Records to process
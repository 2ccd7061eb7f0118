//! Transient per-camera render targets

use crate::raymarch::RayMarchTargets;
use crate::render::resources::Target2d;

pub const DEPTH_FORMAT: wgpu::TextureFormat = wgpu::TextureFormat::Depth32Float;
/// Normal in `xyz`, material id + 1 in `w` (0 where nothing was drawn)
pub const GBUFFER0_FORMAT: wgpu::TextureFormat = wgpu::TextureFormat::Rgba16Float;
pub const SHADING_FORMAT: wgpu::TextureFormat = wgpu::TextureFormat::Rgba16Float;

/// Every attachment one camera needs for a frame
pub struct FrameTargets {
    pub depth: Target2d,
    pub gbuffer0: Target2d,
    pub shading: Target2d,
    pub march: RayMarchTargets,
}

impl FrameTargets {
    pub fn new(device: &wgpu::Device, width: u32, height: u32) -> Self {
        let attachment = wgpu::TextureUsages::RENDER_ATTACHMENT | wgpu::TextureUsages::TEXTURE_BINDING;
        Self {
            depth: Target2d::new(device, "frame_depth", DEPTH_FORMAT, width, height, attachment),
            gbuffer0: Target2d::new(
                device,
                "frame_gbuffer0",
                GBUFFER0_FORMAT,
                width,
                height,
                attachment | wgpu::TextureUsages::COPY_SRC,
            ),
            shading: Target2d::new(
                device,
                "frame_shading",
                SHADING_FORMAT,
                width,
                height,
                attachment | wgpu::TextureUsages::COPY_SRC,
            ),
            march: RayMarchTargets::new(device, width, height),
        }
    }

    pub fn size(&self) -> (u32, u32) {
        self.shading.size()
    }
}

/// Released targets kept for the next camera of the same size
#[derive(Default)]
pub struct TransientTargets {
    free: Vec<FrameTargets>,
}

/// Released sets kept around; more cameras than this reallocate
const MAX_CACHED_TARGETS: usize = 4;

impl TransientTargets {
    pub fn new() -> Self {
        Self::default()
    }

    /// A set of `width` x `height`, reused when one was released
    pub fn acquire(&mut self, device: &wgpu::Device, width: u32, height: u32) -> FrameTargets {
        let size = (width.max(1), height.max(1));
        match self.free.iter().position(|t| t.size() == size) {
            Some(i) => self.free.swap_remove(i),
            None => {
                log::debug!("allocating frame targets {}x{}", size.0, size.1);
                FrameTargets::new(device, size.0, size.1)
            }
        }
    }

    pub fn release(&mut self, targets: FrameTargets) {
        if self.free.len() == MAX_CACHED_TARGETS {
            self.free.remove(0);
        }
        self.free.push(targets);
    }

    /// Drop every cached set
    pub fn clear(&mut self) {
        self.free.clear();
    }

    pub fn cached(&self) -> usize {
        self.free.len()
    }
}

#[cfg(test)]
mod tests {
    use super::*;

    #[test]
    fn test_targets_are_reused_by_size() {
        let Some(gpu) = crate::render::context::test_context() else { return };
        let mut pool = TransientTargets::new();

        let a = pool.acquire(&gpu.device, 32, 16);
        assert_eq!(a.size(), (32, 16));
        assert_eq!(a.march.size(), (32, 16));
        let id = a.shading.texture().clone();
        pool.release(a);
        assert_eq!(pool.cached(), 1);

        let b = pool.acquire(&gpu.device, 32, 16);
        assert_eq!(*b.shading.texture(), id);
        assert_eq!(pool.cached(), 0);

        let c = pool.acquire(&gpu.device, 8, 8);
        assert_ne!(*c.shading.texture(), id);
        pool.release(b);
        pool.release(c);
        pool.clear();
        assert_eq!(pool.cached(), 0);
    }
}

Task description
Take from the material above the lines running from the one with "every cached set" through the one with "assert_eq!(pool.cached(), 1);", and repeat them exactly, with nothing else.

Exercise answer
    /// Drop every cached set
    pub fn clear(&mut self) {
        self.free.clear();
    }

    pub fn cached(&self) -> usize {
        self.free.len()
    }
}

#[cfg(test)]
mod tests {
    use super::*;

    #[test]
    fn test_targets_are_reused_by_size() {
        let Some(gpu) = crate::render::context::test_context() else { return };
        let mut pool = TransientTargets::new();

        let a = pool.acquire(&gpu.device, 32, 16);
        assert_eq!(a.size(), (32, 16));
        assert_eq!(a.march.size(), (32, 16));
        let id = a.shading.texture().clone();
        pool.release(a);
        assert_eq!(pool.cached(), 1);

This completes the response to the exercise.